Task directions: Would you please repeat the data that follows, exactly as it reads?

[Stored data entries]

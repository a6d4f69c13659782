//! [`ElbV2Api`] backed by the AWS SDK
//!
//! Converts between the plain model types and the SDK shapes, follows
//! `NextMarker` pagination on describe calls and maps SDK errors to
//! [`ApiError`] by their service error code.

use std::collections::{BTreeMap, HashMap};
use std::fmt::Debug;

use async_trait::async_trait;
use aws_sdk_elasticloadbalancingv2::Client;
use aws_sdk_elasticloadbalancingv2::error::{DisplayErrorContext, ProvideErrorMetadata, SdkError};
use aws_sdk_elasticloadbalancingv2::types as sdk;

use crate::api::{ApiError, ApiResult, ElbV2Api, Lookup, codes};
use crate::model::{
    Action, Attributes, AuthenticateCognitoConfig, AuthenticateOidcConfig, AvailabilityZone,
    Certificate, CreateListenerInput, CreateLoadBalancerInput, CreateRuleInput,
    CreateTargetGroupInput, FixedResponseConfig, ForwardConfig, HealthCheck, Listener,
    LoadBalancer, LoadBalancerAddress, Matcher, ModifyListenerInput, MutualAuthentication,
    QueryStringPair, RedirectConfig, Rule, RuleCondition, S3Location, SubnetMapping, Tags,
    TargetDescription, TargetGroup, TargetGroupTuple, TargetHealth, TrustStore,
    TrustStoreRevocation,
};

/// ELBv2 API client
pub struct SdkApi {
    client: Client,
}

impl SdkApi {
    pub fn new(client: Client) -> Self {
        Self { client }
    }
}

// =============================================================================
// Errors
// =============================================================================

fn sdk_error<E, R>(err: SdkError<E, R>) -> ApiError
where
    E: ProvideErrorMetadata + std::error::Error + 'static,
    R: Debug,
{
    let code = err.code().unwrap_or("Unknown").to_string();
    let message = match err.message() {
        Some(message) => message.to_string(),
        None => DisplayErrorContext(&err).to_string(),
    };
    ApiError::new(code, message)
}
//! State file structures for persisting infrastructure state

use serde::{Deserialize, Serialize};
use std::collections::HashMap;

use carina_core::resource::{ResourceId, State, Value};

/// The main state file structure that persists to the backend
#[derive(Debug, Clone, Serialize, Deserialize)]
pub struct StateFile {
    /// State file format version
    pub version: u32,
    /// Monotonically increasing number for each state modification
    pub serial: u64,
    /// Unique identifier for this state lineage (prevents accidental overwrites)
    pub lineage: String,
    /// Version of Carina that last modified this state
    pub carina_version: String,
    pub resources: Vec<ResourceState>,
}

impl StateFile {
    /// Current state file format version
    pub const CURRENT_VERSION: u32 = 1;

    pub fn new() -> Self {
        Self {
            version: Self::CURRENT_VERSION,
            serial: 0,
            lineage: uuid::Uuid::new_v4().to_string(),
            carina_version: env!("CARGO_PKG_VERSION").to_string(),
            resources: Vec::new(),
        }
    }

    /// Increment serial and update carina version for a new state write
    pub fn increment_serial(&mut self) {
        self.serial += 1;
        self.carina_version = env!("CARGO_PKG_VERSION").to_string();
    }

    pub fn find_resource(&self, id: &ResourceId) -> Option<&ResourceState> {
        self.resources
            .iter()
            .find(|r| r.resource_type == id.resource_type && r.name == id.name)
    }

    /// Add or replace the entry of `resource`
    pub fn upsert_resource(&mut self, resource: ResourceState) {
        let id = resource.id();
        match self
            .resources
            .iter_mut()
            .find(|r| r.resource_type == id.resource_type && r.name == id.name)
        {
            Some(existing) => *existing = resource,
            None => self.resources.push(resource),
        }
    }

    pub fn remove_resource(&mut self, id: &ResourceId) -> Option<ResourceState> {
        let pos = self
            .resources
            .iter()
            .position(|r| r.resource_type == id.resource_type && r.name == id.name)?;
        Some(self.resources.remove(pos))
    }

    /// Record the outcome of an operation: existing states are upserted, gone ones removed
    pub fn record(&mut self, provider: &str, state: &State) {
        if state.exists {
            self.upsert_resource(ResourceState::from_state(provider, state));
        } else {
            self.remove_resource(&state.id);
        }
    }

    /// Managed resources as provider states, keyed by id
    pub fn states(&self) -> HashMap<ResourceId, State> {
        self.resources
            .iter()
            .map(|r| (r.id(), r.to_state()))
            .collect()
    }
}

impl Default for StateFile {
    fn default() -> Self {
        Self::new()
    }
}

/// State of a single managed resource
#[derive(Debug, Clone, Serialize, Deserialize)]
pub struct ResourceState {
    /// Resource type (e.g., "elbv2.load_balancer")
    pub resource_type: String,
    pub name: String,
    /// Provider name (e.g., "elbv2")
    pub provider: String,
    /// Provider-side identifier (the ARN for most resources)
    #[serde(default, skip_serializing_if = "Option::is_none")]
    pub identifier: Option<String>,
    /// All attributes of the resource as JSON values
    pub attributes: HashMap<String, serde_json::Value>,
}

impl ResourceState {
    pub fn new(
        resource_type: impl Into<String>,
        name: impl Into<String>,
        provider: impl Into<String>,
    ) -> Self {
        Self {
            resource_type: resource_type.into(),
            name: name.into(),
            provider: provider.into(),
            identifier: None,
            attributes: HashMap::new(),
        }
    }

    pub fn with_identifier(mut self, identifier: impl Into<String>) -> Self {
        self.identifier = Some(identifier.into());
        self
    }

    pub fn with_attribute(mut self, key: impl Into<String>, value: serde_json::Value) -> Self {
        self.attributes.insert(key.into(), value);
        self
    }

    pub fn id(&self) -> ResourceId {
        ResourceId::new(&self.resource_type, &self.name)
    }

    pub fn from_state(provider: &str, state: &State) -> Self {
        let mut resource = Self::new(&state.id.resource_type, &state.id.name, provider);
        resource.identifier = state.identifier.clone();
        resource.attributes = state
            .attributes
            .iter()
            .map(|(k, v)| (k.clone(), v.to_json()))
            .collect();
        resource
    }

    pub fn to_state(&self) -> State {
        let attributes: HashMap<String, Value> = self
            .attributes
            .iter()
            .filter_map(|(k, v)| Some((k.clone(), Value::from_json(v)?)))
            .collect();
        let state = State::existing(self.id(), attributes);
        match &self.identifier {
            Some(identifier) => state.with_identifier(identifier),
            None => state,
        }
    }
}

Answer:
repository a6d4f69c13659782
//! [`ElbV2Api`] backed by the AWS SDK
//!
//! Converts between the plain model types and the SDK shapes, follows
//! `NextMarker` pagination on describe calls and maps SDK errors to
//! [`ApiError`] by their service error code.

use std::collections::{BTreeMap, HashMap};
use std::fmt::Debug;

use async_trait::async_trait;
use aws_sdk_elasticloadbalancingv2::Client;
use aws_sdk_elasticloadbalancingv2::error::{DisplayErrorContext, ProvideErrorMetadata, SdkError};
use aws_sdk_elasticloadbalancingv2::types as sdk;

use crate::api::{ApiError, ApiResult, ElbV2Api, Lookup, codes};
use crate::model::{
    Action, Attributes, AuthenticateCognitoConfig, AuthenticateOidcConfig, AvailabilityZone,
    Certificate, CreateListenerInput, CreateLoadBalancerInput, CreateRuleInput,
    CreateTargetGroupInput, FixedResponseConfig, ForwardConfig, HealthCheck, Listener,
    LoadBalancer, LoadBalancerAddress, Matcher, ModifyListenerInput, MutualAuthentication,
    QueryStringPair, RedirectConfig, Rule, RuleCondition, S3Location, SubnetMapping, Tags,
    TargetDescription, TargetGroup, TargetGroupTuple, TargetHealth, TrustStore,
    TrustStoreRevocation,
};

/// ELBv2 API client
pub struct SdkApi {
    client: Client,
}

impl SdkApi {
    pub fn new(client: Client) -> Self {
        Self { client }
    }
}

// =============================================================================
// Errors
// =============================================================================

fn sdk_error<E, R>(err: SdkError<E, R>) -> ApiError
where
    E: ProvideErrorMetadata + std::error::Error + 'static,
    R: Debug,
{
    let code = err.code().unwrap_or("Unknown").to_string();
    let message = match err.message() {
        Some(message) => message.to_string(),
        None => DisplayErrorContext(&err).to_string(),
    };
    ApiError::new(code, message)
}
//! State file structures for persisting infrastructure state

use serde::{Deserialize, Serialize};
use std::collections::HashMap;

use carina_core::resource::{ResourceId, State, Value};

/// The main state file structure that persists to the backend
#[derive(Debug, Clone, Serialize, Deserialize)]
pub struct StateFile {
    /// State file format version
    pub version: u32,
    /// Monotonically increasing number for each state modification
    pub serial: u64,
    /// Unique identifier for this state lineage (prevents accidental overwrites)
    pub lineage: String,
    /// Version of Carina that last modified this state
    pub carina_version: String,
    pub resources: Vec<ResourceState>,
}

impl StateFile {
    /// Current state file format version
    pub const CURRENT_VERSION: u32 = 1;

    pub fn new() -> Self {
        Self {
            version: Self::CURRENT_VERSION,
            serial: 0,
            lineage: uuid::Uuid::new_v4().to_string(),
            carina_version: env!("CARGO_PKG_VERSION").to_string(),
            resources: Vec::new(),
        }
    }

    /// Increment serial and update carina version for a new state write
    pub fn increment_serial(&mut self) {
        self.serial += 1;
        self.carina_version = env!("CARGO_PKG_VERSION").to_string();
    }

    pub fn find_resource(&self, id: &ResourceId) -> Option<&ResourceState> {
        self.resources
            .iter()
            .find(|r| r.resource_type == id.resource_type && r.name == id.name)
    }

    /// Add or replace the entry of `resource`
    pub fn upsert_resource(&mut self, resource: ResourceState) {
        let id = resource.id();
        match self
            .resources
            .iter_mut()
            .find(|r| r.resource_type == id.resource_type && r.name == id.name)
        {
            Some(existing) => *existing = resource,
            None => self.resources.push(resource),
        }
    }

    pub fn remove_resource(&mut self, id: &ResourceId) -> Option<ResourceState> {
        let pos = self
            .resources
            .iter()
            .position(|r| r.resource_type == id.resource_type && r.name == id.name)?;
        Some(self.resources.remove(pos))
    }

    /// Record the outcome of an operation: existing states are upserted, gone ones removed
    pub fn record(&mut self, provider: &str, state: &State) {
        if state.exists {
            self.upsert_resource(ResourceState::from_state(provider, state));
        } else {
            self.remove_resource(&state.id);
        }
    }

    /// Managed resources as provider states, keyed by id
    pub fn states(&self) -> HashMap<ResourceId, State> {
        self.resources
            .iter()
            .map(|r| (r.id(), r.to_state()))
            .collect()
    }
}

impl Default for StateFile {
    fn default() -> Self {
        Self::new()
    }
}

/// State of a single managed resource
#[derive(Debug, Clone, Serialize, Deserialize)]
pub struct ResourceState {
    /// Resource type (e.g., "elbv2.load_balancer")
    pub resource_type: String,
    pub name: String,
    /// Provider name (e.g., "elbv2")
    pub provider: String,
    /// Provider-side identifier (the ARN for most resources)
    #[serde(default, skip_serializing_if = "Option::is_none")]
    pub identifier: Option<String>,
    /// All attributes of the resource as JSON values
    pub attributes: HashMap<String, serde_json::Value>,
}

impl ResourceState {
    pub fn new(
        resource_type: impl Into<String>,
        name: impl Into<String>,
        provider: impl Into<String>,
    ) -> Self {
        Self {
            resource_type: resource_type.into(),
            name: name.into(),
            provider: provider.into(),
            identifier: None,
            attributes: HashMap::new(),
        }
    }

    pub fn with_identifier(mut self, identifier: impl Into<String>) -> Self {
        self.identifier = Some(identifier.into());
        self
    }

    pub fn with_attribute(mut self, key: impl Into<String>, value: serde_json::Value) -> Self {
        self.attributes.insert(key.into(), value);
        self
    }

    pub fn id(&self) -> ResourceId {
        ResourceId::new(&self.resource_type, &self.name)
    }

    pub fn from_state(provider: &str, state: &State) -> Self {
        let mut resource = Self::new(&state.id.resource_type, &state.id.name, provider);
        resource.identifier = state.identifier.clone();
        resource.attributes = state
            .attributes
            .iter()
            .map(|(k, v)| (k.clone(), v.to_json()))
            .collect();
        resource
    }

    pub fn to_state(&self) -> State {
        let attributes: HashMap<String, Value> = self
            .attributes
            .iter()
            .filter_map(|(k, v)| Some((k.clone(), Value::from_json(v)?)))
            .collect();
        let state = State::existing(self.id(), attributes);
        match &self.identifier {
            Some(identifier) => state.with_identifier(identifier),
            None => state,
        }
    }
}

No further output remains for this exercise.